Monday, March 01, 2010

Montek says Goldman Sachs analyst is wrong

“We think the Reserve Bank of India will need to raise effective policy rates by 300 basis points in 2010 to bring policy rates to neutral, in the face of rising domestic demand and inflationary pressures,” Goldman’s Mumbai-based economist Tushar Poddar said in a note on Feb. 26 after the budget was announced.

“300 basis points is quite a huge increase but certainly I don’t expect that kind of increase to take place,” Montek Singh Ahluwalia, the deputy chairman of the Planning Commission, an agency that sets India’s growth and investment targets, said in an interview. He added that a narrowing budget deficit will help restrain any rise in corporate borrowing costs.
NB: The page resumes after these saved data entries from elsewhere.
pub mod paths;

use std::sync::Once;

static TRACING_INIT: Once = Once::new();

/// Initializes the global tracing subscriber with sensible defaults.
pub fn init_tracing() {
    TRACING_INIT.call_once(|| {
        use tracing_subscriber::{fmt, EnvFilter};

        let filter = EnvFilter::try_from_default_env()
            .unwrap_or_else(|_| EnvFilter::new("finance_reports=info"));

        // Another subscriber may already be installed by an embedding application.
        let _ = fmt()
            .with_env_filter(filter)
            .with_writer(std::io::stderr)
            .try_init();
    });
}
Lets take a hypothetical example

Principal 75L
Interest 10%
Tenure 10 years
EMI ~1L x 120 months = 120L
Total interest paid = 45L

With an increase of the interest rates to 12%

EMI = 1.076L

Total payments 1.076L x 120 = 129 L

Total interest paid = 54L

What about builders who finance the projects thru loans ? They are hit as well. Now if they pass on this cost to the end-user by a 20% increase in prices, the sky-high prices now will reach the Gods and only Indra will be able to afford these prices.

What a mess the UPA government has created.

Lets hear the detractors on this.

Here is the Businessweek article


Anonymous said...

Actually, the 9-10 % interest rates are almost like teaser rates...After the rates adjust it typically moves to 11-12%. Especially if you happen to lose a job or some other perceived risk fact..the rate adjusts northward pretty fast.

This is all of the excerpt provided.